**EXERCISE PROMPT**
Count the lines of the data below that include the string "crate", and provide nothing but the result.

(Dataset entries)
# # # #
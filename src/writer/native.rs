//! Processor reproducing sml notation.

use super::WriterProcessor;
use crate::errors::Result;
use crate::syntax::tag::Tag;
use crate::syntax::tokenizer::{CH_CLOSE, CH_ESCAPE, CH_OPEN};
use std::io::Write;

/// Writes documents back as sml. The output parses into an equal tree,
/// modulo the whitespace added by the layout.
#[derive(Debug, Clone, Copy, Default)]
pub struct NativeProcessor;

impl NativeProcessor {
    pub fn new() -> Self {
        Self
    }
}

/// Escapes `^`, `{` and `}` with a leading `^`.
pub fn escape_text(text: &str) -> String {
    let mut escaped = String::with_capacity(text.len());
    for ch in text.chars() {
        if matches!(ch, CH_ESCAPE | CH_OPEN | CH_CLOSE) {
            escaped.push(CH_ESCAPE);
        }
        escaped.push(ch);
    }
    escaped
}

impl WriterProcessor for NativeProcessor {
    fn open_tag(&self, tag: &Tag, out: &mut dyn Write) -> Result<()> {
        write!(out, "{{{tag}")?;
        Ok(())
    }

    fn close_tag(&self, _tag: &Tag, out: &mut dyn Write) -> Result<()> {
        out.write_all(b"}")?;
        Ok(())
    }

    fn text(&self, text: &str, out: &mut dyn Write) -> Result<()> {
        out.write_all(escape_text(text).as_bytes())?;
        Ok(())
    }

    fn raw(&self, raw: &str, out: &mut dyn Write) -> Result<()> {
        write!(out, "{{!{raw}!}}")?;
        Ok(())
    }

    fn comment(&self, comment: &str, out: &mut dyn Write) -> Result<()> {
        write!(out, "{{#{comment}#}}")?;
        Ok(())
    }
}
# # # #
**ANSWER TO THE EXERCISE**
3